He said that cardiology here was about five years more advanced than in the USA. Im sure there exceptions. Im sure that institutions like Mass General in Boston, Mt. Sainai in New York, etc. offer top care. Presbyterian in Dallas is also first rate. But there is the accessibility issue, and a lot of people live hundreds of miles from a first rate institution.
Germany is relatively compact, so that is less of an issue here. Insurance is an issue for me, though not for my wife. As a German social worker, she knows the ropes, although even she had no health insurance from age 60 to 65 (sorry for the propagandists, but universal health insurance in Germany is a myth). I had to pay for her German equivalent of COBRA for five years, though that was only a fifth of what I would have had to pay. I was quoted a premium of about $35,000 per year, and that was 15 years ago.

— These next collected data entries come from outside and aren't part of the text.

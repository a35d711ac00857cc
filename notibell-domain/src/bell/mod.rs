//! Bell widget state: a store plus whether the dropdown panel is open.
//!
//! [`NotificationBell`] is the boundary the UI talks to. It keeps row
//! activation and the row's close button separate, so dismissing a row never
//! also marks it read.

pub mod view;

use chrono::{DateTime, Utc};
use tracing::debug;

use notibell_core::BellConfig;

use crate::notifications::{ActionTarget, DefaultNotificationStore, NotificationId, NotificationStore};

pub use view::{badge_label, BellView, NotificationRow, PanelView, EMPTY_STATE_MESSAGE};

pub struct NotificationBell<S = DefaultNotificationStore> {
    store: S,
    panel_open: bool,
    badge_cap: usize,
}

impl<S: NotificationStore> NotificationBell<S> {
    pub fn new(store: S, config: &BellConfig) -> Self {
        Self {
            store,
            panel_open: false,
            badge_cap: config.badge_cap.max(1),
        }
    }

    pub fn store(&self) -> &S {
        &self.store
    }

    pub fn is_panel_open(&self) -> bool {
        self.panel_open
    }

    /// Opens or closes the panel and returns the new state.
    pub fn toggle_panel(&mut self) -> bool {
        self.panel_open = !self.panel_open;
        debug!("Notification panel {}", if self.panel_open { "opened" } else { "closed" });
        self.panel_open
    }

    pub fn close_panel(&mut self) {
        self.panel_open = false;
    }

    /// Row click: marks the notification read and hands back its action
    /// target for the UI to follow. `None` if the id is gone or the record
    /// has no target.
    pub fn activate(&mut self, id: &NotificationId) -> Option<ActionTarget> {
        let target = self.store.get(id)?.action_target().cloned();
        self.store.mark_as_read(id);
        target
    }

    pub fn mark_as_read(&mut self, id: &NotificationId) -> bool {
        self.store.mark_as_read(id)
    }

    /// Close button on a row: removes it without marking it read.
    pub fn dismiss(&mut self, id: &NotificationId) -> bool {
        self.store.remove(id).is_some()
    }

    pub fn mark_all_as_read(&mut self) -> usize {
        self.store.mark_all_as_read()
    }

    pub fn view(&self, now: DateTime<Utc>) -> BellView {
        let unread_count = self.store.unread_count();
        BellView {
            unread_count,
            badge: badge_label(unread_count, self.badge_cap),
            panel: self
                .panel_open
                .then(|| PanelView::from_records(self.store.list(), unread_count, now)),
        }
    }
}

I am officially on BCBS from my employer in Texas, though they deny everything, so I am basically uninsured. Fortunately, care like I am currently receiving in Germany only costs about a third of what it costs in the States, so Im still less out of pocket than I would be by paying the $35,000 yearly premium.
Ill bet Blue Cross could make a fortune by chartering planes full of insured patients to Germany and getting them treated here instead of in overpriced American hospitals. I guess they would need a magic pill to give them a knowledge of German, although of all the doctors and nurses that treated me yesterday, only the head surgeon was actually a native-born German. The rest were Polish, Armenian, Chinese and Malagasy. Still, every one of them spoke impeccable German.